* **PROBLEM DESCRIPTION**: The response should consist of the records that follow, printed exactly.

★ ★ ★

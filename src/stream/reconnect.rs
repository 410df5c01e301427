use std::time::Duration;

use tracing::{debug, warn};

pub const DEFAULT_MAX_ATTEMPTS: u32 = 5;
pub const DEFAULT_BASE_DELAY: Duration = Duration::from_millis(3000);

#[derive(Debug, Clone, Copy, PartialEq, Eq)]
pub enum Phase {
    Idle,
    Connecting,
    Open,
    Scheduled,
    /// Terminal until `reset()`.
    Exhausted,
}

#[derive(Debug, Clone, Copy, PartialEq, Eq)]
pub enum ReconnectDecision {
    Schedule { attempt: u32, delay: Duration },
    Exhausted,
}

/// Linear backoff: attempt k waits `base_delay * k`, at most `max_attempts`
/// consecutive attempts. One instance per channel; attempts are never shared.
#[derive(Debug, Clone)]
pub struct ReconnectPolicy {
    max_attempts: u32,
    base_delay: Duration,
    attempts: u32,
    phase: Phase,
}

impl ReconnectPolicy {
    pub fn new(max_attempts: u32, base_delay: Duration) -> Self {
        Self { max_attempts, base_delay, attempts: 0, phase: Phase::Idle }
    }

    pub fn delay_for(&self, attempt: u32) -> Duration {
        self.base_delay * attempt
    }

    pub fn attempts(&self) -> u32 {
        self.attempts
    }

    pub fn max_attempts(&self) -> u32 {
        self.max_attempts
    }

    #[cfg(test)]
    fn phase(&self) -> Phase {
        self.phase
    }

    pub fn is_exhausted(&self) -> bool {
        self.phase == Phase::Exhausted
    }

    pub fn on_connecting(&mut self) {
        self.phase = Phase::Connecting;
    }

    pub fn on_open(&mut self) {
        if self.attempts > 0 {
            debug!(attempts = self.attempts, "Reconnected, resetting attempt counter");
        }
        self.attempts = 0;
        self.phase = Phase::Open;
    }

    /// Exactly one call per observed close.
    pub fn on_close(&mut self) -> ReconnectDecision {
        if self.phase == Phase::Exhausted || self.attempts >= self.max_attempts {
            if self.phase != Phase::Exhausted {
                warn!(max_attempts = self.max_attempts, "Reconnect attempts exhausted");
            }
            self.phase = Phase::Exhausted;
            return ReconnectDecision::Exhausted;
        }
        self.attempts += 1;
        self.phase = Phase::Scheduled;
        ReconnectDecision::Schedule { attempt: self.attempts, delay: self.delay_for(self.attempts) }
    }

    /// External intervention: forget past failures and leave `Exhausted`.
    pub fn reset(&mut self) {
        self.attempts = 0;
        if self.phase == Phase::Exhausted {
            self.phase = Phase::Idle;
        }
    }
}

impl Default for ReconnectPolicy {
    fn default() -> Self {
        Self::new(DEFAULT_MAX_ATTEMPTS, DEFAULT_BASE_DELAY)
    }
}

#[cfg(test)]
mod tests {
    use super::*;
    use proptest::prelude::*;

    #[test]
    fn test_linear_backoff_then_exhausted() {
        let mut policy = ReconnectPolicy::default();
        policy.on_connecting();
        let mut delays = Vec::new();
        for _ in 0..5 {
            match policy.on_close() {
                ReconnectDecision::Schedule { delay, .. } => delays.push(delay.as_millis()),
                ReconnectDecision::Exhausted => panic!("exhausted too early"),
            }
            policy.on_connecting();
        }
        assert_eq!(delays, vec![3000, 6000, 9000, 12000, 15000]);
        // sixth consecutive close
        assert_eq!(policy.on_close(), ReconnectDecision::Exhausted);
        assert!(policy.is_exhausted());
        // stays exhausted without a reset
        assert_eq!(policy.on_close(), ReconnectDecision::Exhausted);
        assert_eq!(policy.attempts(), 5);
    }

    #[test]
    fn test_open_resets_attempts() {
        let mut policy = ReconnectPolicy::new(5, Duration::from_millis(10));
        policy.on_close();
        policy.on_close();
        assert_eq!(policy.attempts(), 2);
        policy.on_open();
        assert_eq!(policy.attempts(), 0);
        assert_eq!(policy.phase(), Phase::Open);
        assert_eq!(
            policy.on_close(),
            ReconnectDecision::Schedule { attempt: 1, delay: Duration::from_millis(10) }
        );
    }

    #[test]
    fn test_reset_leaves_exhausted() {
        let mut policy = ReconnectPolicy::new(1, Duration::from_millis(10));
        policy.on_close();
        assert_eq!(policy.on_close(), ReconnectDecision::Exhausted);
        policy.reset();
        assert_eq!(policy.phase(), Phase::Idle);
        assert!(matches!(policy.on_close(), ReconnectDecision::Schedule { attempt: 1, .. }));
    }

    proptest! {
        #[test]
        fn prop_delay_is_base_times_attempt(base_ms in 1u64..10_000, max in 1u32..20) {
            let mut policy = ReconnectPolicy::new(max, Duration::from_millis(base_ms));
            for k in 1..=max {
                let decision = policy.on_close();
                prop_assert_eq!(
                    decision,
                    ReconnectDecision::Schedule { attempt: k, delay: Duration::from_millis(base_ms * k as u64) }
                );
            }
            prop_assert_eq!(policy.on_close(), ReconnectDecision::Exhausted);
        }
    }
}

★ ★ ★

* **RESPONSE**:
filename src/stream/reconnect.rs
repository 410df5c01e301427
use std::time::Duration;

use tracing::{debug, warn};

pub const DEFAULT_MAX_ATTEMPTS: u32 = 5;
pub const DEFAULT_BASE_DELAY: Duration = Duration::from_millis(3000);

#[derive(Debug, Clone, Copy, PartialEq, Eq)]
pub enum Phase {
    Idle,
    Connecting,
    Open,
    Scheduled,
    /// Terminal until `reset()`.
    Exhausted,
}

#[derive(Debug, Clone, Copy, PartialEq, Eq)]
pub enum ReconnectDecision {
    Schedule { attempt: u32, delay: Duration },
    Exhausted,
}

/// Linear backoff: attempt k waits `base_delay * k`, at most `max_attempts`
/// consecutive attempts. One instance per channel; attempts are never shared.
#[derive(Debug, Clone)]
pub struct ReconnectPolicy {
    max_attempts: u32,
    base_delay: Duration,
    attempts: u32,
    phase: Phase,
}

impl ReconnectPolicy {
    pub fn new(max_attempts: u32, base_delay: Duration) -> Self {
        Self { max_attempts, base_delay, attempts: 0, phase: Phase::Idle }
    }

    pub fn delay_for(&self, attempt: u32) -> Duration {
        self.base_delay * attempt
    }

    pub fn attempts(&self) -> u32 {
        self.attempts
    }

    pub fn max_attempts(&self) -> u32 {
        self.max_attempts
    }

    #[cfg(test)]
    fn phase(&self) -> Phase {
        self.phase
    }

    pub fn is_exhausted(&self) -> bool {
        self.phase == Phase::Exhausted
    }

    pub fn on_connecting(&mut self) {
        self.phase = Phase::Connecting;
    }

    pub fn on_open(&mut self) {
        if self.attempts > 0 {
            debug!(attempts = self.attempts, "Reconnected, resetting attempt counter");
        }
        self.attempts = 0;
        self.phase = Phase::Open;
    }

    /// Exactly one call per observed close.
    pub fn on_close(&mut self) -> ReconnectDecision {
        if self.phase == Phase::Exhausted || self.attempts >= self.max_attempts {
            if self.phase != Phase::Exhausted {
                warn!(max_attempts = self.max_attempts, "Reconnect attempts exhausted");
            }
            self.phase = Phase::Exhausted;
            return ReconnectDecision::Exhausted;
        }
        self.attempts += 1;
        self.phase = Phase::Scheduled;
        ReconnectDecision::Schedule { attempt: self.attempts, delay: self.delay_for(self.attempts) }
    }

    /// External intervention: forget past failures and leave `Exhausted`.
    pub fn reset(&mut self) {
        self.attempts = 0;
        if self.phase == Phase::Exhausted {
            self.phase = Phase::Idle;
        }
    }
}

impl Default for ReconnectPolicy {
    fn default() -> Self {
        Self::new(DEFAULT_MAX_ATTEMPTS, DEFAULT_BASE_DELAY)
    }
}

#[cfg(test)]
mod tests {
    use super::*;
    use proptest::prelude::*;

    #[test]
    fn test_linear_backoff_then_exhausted() {
        let mut policy = ReconnectPolicy::default();
        policy.on_connecting();
        let mut delays = Vec::new();
        for _ in 0..5 {
            match policy.on_close() {
                ReconnectDecision::Schedule { delay, .. } => delays.push(delay.as_millis()),
                ReconnectDecision::Exhausted => panic!("exhausted too early"),
            }
            policy.on_connecting();
        }
        assert_eq!(delays, vec![3000, 6000, 9000, 12000, 15000]);
        // sixth consecutive close
        assert_eq!(policy.on_close(), ReconnectDecision::Exhausted);
        assert!(policy.is_exhausted());
        // stays exhausted without a reset
        assert_eq!(policy.on_close(), ReconnectDecision::Exhausted);
        assert_eq!(policy.attempts(), 5);
    }

    #[test]
    fn test_open_resets_attempts() {
        let mut policy = ReconnectPolicy::new(5, Duration::from_millis(10));
        policy.on_close();
        policy.on_close();
        assert_eq!(policy.attempts(), 2);
        policy.on_open();
        assert_eq!(policy.attempts(), 0);
        assert_eq!(policy.phase(), Phase::Open);
        assert_eq!(
            policy.on_close(),
            ReconnectDecision::Schedule { attempt: 1, delay: Duration::from_millis(10) }
        );
    }

    #[test]
    fn test_reset_leaves_exhausted() {
        let mut policy = ReconnectPolicy::new(1, Duration::from_millis(10));
        policy.on_close();
        assert_eq!(policy.on_close(), ReconnectDecision::Exhausted);
        policy.reset();
        assert_eq!(policy.phase(), Phase::Idle);
        assert!(matches!(policy.on_close(), ReconnectDecision::Schedule { attempt: 1, .. }));
    }

    proptest! {
        #[test]
        fn prop_delay_is_base_times_attempt(base_ms in 1u64..10_000, max in 1u32..20) {
            let mut policy = ReconnectPolicy::new(max, Duration::from_millis(base_ms));
            for k in 1..=max {
                let decision = policy.on_close();
                prop_assert_eq!(
                    decision,
                    ReconnectDecision::Schedule { attempt: k, delay: Duration::from_millis(base_ms * k as u64) }
                );
            }
            prop_assert_eq!(policy.on_close(), ReconnectDecision::Exhausted);
        }
    }
}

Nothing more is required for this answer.